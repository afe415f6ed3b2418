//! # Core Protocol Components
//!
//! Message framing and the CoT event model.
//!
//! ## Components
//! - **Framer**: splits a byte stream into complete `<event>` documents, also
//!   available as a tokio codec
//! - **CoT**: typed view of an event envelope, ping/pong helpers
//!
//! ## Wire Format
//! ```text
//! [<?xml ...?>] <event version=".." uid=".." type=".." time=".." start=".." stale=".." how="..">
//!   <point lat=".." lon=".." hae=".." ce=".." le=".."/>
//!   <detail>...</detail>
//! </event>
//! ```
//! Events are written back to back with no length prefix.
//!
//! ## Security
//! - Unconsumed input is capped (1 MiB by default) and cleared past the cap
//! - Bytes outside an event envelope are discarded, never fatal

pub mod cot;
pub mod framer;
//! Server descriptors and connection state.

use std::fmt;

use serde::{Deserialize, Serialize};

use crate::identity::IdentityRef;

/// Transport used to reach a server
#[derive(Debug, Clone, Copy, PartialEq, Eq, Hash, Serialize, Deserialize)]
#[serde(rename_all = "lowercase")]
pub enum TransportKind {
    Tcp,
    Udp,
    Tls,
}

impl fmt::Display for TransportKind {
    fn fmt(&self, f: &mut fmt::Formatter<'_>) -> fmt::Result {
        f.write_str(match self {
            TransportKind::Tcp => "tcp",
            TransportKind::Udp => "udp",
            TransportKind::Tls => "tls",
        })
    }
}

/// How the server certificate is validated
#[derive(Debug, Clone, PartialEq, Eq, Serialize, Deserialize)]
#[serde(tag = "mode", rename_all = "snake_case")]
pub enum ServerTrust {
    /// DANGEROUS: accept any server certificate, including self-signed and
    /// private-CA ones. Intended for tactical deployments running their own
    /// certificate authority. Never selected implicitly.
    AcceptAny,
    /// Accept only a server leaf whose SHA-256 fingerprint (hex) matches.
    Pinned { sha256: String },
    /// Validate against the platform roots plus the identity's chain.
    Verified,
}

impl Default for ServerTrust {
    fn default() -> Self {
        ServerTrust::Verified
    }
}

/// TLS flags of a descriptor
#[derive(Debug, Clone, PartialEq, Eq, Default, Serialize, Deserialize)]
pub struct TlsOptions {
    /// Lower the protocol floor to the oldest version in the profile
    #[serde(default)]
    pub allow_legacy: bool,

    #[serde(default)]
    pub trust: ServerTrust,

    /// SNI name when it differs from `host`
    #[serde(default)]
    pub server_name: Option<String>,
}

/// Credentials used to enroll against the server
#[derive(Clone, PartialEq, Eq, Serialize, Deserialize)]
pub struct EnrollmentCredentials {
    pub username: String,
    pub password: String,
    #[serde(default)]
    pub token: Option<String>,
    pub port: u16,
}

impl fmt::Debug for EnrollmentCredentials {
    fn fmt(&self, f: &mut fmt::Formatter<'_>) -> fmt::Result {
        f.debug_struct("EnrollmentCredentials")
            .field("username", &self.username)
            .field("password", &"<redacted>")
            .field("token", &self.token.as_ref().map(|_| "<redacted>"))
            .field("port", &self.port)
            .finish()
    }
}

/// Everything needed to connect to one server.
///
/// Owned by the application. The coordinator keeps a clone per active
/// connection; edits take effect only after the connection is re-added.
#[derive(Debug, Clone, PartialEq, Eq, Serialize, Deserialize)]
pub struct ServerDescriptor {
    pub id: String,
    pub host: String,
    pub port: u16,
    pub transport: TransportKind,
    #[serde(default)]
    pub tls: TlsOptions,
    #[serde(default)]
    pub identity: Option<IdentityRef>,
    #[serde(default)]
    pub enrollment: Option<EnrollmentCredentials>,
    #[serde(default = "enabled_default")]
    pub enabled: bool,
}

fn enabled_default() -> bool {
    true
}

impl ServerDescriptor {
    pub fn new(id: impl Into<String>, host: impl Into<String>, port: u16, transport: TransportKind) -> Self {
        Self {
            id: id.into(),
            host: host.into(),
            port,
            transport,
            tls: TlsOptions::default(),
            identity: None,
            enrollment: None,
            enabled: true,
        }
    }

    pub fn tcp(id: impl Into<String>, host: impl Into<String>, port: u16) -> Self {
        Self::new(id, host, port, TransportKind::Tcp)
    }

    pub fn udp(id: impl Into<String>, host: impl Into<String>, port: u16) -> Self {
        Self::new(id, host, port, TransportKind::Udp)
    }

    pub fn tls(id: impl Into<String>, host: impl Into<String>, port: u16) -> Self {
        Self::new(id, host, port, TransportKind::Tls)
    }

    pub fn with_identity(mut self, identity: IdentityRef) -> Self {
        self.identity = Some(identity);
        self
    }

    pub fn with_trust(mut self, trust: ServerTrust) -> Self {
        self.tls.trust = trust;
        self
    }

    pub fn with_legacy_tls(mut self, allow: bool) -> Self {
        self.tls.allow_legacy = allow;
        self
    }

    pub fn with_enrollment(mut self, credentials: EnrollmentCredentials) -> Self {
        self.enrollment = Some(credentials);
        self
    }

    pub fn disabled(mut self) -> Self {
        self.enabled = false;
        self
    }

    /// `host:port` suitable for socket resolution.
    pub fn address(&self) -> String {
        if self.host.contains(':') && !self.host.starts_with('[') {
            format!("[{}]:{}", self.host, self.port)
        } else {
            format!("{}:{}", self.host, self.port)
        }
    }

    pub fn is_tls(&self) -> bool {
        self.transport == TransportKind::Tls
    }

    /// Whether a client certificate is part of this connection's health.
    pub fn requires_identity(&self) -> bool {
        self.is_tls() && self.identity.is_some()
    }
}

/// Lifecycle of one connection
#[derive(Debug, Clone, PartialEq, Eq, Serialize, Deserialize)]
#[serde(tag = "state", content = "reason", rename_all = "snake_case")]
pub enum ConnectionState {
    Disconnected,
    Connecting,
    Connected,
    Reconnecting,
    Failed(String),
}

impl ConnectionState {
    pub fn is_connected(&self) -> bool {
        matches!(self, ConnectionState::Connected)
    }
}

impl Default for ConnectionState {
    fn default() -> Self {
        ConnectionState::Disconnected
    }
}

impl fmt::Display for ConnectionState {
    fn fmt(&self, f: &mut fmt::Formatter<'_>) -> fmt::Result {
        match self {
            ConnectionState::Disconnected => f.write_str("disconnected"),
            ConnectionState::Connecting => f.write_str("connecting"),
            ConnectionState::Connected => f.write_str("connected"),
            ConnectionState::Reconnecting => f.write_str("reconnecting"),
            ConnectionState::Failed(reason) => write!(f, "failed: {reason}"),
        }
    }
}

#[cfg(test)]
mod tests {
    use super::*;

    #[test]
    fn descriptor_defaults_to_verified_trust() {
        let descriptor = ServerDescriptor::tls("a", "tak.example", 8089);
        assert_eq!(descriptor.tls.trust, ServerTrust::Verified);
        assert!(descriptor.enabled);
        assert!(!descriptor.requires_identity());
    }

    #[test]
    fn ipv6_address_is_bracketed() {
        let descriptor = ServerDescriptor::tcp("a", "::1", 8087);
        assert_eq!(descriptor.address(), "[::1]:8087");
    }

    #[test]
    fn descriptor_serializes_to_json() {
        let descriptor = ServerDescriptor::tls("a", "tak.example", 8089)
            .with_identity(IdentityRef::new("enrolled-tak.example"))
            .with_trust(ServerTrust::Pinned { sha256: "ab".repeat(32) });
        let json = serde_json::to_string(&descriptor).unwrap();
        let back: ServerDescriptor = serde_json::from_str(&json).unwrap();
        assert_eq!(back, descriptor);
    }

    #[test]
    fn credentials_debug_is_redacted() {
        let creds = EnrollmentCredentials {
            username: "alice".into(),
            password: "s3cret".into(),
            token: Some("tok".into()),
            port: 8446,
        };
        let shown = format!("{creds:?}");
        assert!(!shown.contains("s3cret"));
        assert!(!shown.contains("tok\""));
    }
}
^^^^
**PROMPT:**
Across the data, pull every line containing the string "username".

**RESULT FOR THIS EXERCISE:**
    pub username: String,
            .field("username", &self.username)
            username: "alice".into(),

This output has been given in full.